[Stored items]
+===+

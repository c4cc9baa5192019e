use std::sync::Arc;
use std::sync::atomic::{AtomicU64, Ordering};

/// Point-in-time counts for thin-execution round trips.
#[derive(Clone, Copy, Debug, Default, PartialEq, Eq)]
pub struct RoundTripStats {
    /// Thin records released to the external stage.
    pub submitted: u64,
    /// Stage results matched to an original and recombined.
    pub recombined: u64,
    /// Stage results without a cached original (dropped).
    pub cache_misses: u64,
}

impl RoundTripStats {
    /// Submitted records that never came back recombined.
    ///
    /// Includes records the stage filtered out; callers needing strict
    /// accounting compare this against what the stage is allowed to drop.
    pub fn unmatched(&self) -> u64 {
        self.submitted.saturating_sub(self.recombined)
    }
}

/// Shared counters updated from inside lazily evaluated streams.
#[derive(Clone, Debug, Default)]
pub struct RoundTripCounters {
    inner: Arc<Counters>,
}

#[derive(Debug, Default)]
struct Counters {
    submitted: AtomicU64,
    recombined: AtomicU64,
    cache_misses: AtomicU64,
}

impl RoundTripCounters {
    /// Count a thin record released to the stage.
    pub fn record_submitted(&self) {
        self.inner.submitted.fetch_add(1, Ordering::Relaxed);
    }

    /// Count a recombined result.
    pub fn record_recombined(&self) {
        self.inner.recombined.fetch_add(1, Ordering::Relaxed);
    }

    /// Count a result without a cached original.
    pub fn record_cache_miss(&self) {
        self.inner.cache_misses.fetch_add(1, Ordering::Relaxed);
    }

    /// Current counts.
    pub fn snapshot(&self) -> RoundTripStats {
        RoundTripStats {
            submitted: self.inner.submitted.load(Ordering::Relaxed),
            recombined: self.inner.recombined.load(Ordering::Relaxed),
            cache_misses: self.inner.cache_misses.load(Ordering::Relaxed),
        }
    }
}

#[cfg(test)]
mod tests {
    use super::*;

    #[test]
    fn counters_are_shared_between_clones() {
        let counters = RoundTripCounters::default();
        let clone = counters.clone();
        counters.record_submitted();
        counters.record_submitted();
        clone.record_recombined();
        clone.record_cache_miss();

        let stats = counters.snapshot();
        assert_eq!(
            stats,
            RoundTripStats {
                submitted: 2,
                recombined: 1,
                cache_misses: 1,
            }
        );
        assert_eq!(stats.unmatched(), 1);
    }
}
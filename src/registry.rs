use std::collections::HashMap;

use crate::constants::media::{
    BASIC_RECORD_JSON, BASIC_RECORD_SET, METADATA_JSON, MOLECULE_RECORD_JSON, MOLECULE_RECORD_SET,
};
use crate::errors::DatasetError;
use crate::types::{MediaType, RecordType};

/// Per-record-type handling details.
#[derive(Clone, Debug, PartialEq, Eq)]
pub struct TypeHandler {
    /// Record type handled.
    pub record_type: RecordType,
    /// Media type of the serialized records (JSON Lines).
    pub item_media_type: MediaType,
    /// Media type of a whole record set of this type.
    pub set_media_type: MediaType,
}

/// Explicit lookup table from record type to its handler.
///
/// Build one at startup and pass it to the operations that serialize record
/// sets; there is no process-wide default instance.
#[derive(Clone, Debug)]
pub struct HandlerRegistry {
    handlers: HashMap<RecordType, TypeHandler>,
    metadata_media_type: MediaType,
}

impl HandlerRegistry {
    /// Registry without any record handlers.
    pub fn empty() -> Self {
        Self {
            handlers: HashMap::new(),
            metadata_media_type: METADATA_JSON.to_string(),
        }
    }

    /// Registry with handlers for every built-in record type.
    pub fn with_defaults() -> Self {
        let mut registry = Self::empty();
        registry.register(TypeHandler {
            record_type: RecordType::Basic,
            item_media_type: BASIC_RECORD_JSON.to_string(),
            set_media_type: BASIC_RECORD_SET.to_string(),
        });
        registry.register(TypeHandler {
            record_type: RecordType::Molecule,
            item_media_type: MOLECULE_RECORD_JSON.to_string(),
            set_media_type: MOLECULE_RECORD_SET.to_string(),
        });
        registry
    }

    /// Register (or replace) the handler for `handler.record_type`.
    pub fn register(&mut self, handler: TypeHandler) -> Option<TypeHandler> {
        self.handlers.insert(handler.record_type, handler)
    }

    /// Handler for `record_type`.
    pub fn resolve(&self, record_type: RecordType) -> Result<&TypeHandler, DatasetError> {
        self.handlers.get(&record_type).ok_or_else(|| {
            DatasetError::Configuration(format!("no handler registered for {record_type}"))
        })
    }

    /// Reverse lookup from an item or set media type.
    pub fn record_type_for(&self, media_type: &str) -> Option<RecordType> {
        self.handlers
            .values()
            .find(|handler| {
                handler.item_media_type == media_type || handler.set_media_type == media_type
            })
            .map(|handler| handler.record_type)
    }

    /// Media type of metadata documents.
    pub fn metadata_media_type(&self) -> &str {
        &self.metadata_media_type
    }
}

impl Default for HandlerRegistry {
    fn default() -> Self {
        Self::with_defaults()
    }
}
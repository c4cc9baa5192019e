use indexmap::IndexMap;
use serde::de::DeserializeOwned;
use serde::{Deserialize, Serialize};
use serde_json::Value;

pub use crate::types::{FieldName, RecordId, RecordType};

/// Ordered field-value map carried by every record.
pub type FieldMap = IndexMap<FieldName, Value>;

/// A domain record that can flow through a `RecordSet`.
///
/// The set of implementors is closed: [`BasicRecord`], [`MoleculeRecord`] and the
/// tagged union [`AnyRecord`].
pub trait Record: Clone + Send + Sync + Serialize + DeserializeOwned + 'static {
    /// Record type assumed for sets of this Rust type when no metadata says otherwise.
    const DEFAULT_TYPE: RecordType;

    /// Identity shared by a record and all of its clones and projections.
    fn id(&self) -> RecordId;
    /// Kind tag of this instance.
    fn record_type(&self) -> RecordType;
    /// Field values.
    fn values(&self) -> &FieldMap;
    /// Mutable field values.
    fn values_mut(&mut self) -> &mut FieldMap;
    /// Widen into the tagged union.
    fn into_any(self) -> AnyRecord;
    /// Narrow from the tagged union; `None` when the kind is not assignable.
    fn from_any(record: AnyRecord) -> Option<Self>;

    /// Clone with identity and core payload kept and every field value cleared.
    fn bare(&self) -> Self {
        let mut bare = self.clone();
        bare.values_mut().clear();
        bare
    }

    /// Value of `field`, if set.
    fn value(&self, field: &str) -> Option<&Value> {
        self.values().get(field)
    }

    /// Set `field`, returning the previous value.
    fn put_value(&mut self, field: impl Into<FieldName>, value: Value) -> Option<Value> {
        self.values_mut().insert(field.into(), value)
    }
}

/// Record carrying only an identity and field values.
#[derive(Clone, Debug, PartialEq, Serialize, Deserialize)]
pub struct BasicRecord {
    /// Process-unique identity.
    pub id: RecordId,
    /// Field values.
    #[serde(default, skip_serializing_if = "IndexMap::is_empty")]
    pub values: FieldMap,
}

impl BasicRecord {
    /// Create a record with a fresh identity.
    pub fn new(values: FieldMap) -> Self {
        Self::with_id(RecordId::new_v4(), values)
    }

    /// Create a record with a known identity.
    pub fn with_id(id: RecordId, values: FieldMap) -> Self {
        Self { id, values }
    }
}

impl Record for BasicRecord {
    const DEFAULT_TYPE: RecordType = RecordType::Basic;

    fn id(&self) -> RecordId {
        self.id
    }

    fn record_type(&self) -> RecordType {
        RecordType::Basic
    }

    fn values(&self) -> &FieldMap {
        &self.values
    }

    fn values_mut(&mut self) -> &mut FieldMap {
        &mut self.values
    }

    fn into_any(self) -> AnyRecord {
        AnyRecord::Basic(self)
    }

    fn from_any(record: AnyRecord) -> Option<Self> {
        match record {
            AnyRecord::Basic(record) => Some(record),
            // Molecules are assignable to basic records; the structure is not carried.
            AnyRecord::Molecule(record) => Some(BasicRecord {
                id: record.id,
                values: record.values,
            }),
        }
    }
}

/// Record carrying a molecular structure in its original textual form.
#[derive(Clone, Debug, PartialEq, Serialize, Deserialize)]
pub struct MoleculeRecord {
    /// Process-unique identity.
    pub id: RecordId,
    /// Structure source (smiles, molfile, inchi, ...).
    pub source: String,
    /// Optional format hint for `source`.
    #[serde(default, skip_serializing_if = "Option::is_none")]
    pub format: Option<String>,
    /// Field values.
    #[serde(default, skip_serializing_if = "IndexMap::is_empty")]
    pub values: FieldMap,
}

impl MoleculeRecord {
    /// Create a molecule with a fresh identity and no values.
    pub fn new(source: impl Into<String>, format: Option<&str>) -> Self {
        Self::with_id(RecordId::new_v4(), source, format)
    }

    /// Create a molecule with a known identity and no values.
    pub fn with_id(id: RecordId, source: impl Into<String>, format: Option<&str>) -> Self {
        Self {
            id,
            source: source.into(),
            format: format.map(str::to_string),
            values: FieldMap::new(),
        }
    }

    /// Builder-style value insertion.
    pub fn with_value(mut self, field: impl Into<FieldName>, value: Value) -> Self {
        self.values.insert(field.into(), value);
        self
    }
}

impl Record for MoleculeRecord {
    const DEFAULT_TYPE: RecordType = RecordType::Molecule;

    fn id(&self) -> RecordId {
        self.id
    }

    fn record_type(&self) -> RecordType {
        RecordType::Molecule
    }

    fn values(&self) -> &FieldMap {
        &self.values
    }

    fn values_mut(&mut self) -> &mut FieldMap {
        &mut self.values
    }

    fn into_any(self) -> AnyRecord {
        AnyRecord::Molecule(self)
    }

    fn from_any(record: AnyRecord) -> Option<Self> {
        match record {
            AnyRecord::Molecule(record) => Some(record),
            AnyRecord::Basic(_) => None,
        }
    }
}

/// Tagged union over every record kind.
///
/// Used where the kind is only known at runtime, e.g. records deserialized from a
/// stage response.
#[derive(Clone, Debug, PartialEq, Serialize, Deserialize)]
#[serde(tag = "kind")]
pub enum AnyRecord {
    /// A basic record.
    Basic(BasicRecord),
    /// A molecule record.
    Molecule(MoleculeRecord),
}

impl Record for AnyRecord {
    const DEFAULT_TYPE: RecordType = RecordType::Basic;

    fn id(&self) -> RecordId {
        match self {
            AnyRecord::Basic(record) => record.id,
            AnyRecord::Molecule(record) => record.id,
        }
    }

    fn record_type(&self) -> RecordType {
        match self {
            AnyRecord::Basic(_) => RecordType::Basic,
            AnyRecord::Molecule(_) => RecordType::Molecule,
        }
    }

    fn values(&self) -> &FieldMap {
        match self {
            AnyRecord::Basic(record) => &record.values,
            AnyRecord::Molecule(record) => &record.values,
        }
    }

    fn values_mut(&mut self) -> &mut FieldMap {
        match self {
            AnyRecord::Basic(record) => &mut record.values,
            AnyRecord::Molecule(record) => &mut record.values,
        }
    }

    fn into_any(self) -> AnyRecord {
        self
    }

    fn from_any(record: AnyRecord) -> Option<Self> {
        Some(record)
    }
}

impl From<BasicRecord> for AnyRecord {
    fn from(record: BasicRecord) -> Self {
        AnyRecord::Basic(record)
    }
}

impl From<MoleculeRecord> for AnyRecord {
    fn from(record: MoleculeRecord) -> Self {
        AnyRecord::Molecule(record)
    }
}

+===+

> _Goal of the exercise_: Look through the entries above; copy every line holding the string "Ordering".

> _Task solution_:
use std::sync::atomic::{AtomicU64, Ordering};
        self.inner.submitted.fetch_add(1, Ordering::Relaxed);
        self.inner.recombined.fetch_add(1, Ordering::Relaxed);
        self.inner.cache_misses.fetch_add(1, Ordering::Relaxed);
            submitted: self.inner.submitted.load(Ordering::Relaxed),
            recombined: self.inner.recombined.load(Ordering::Relaxed),
            cache_misses: self.inner.cache_misses.load(Ordering::Relaxed),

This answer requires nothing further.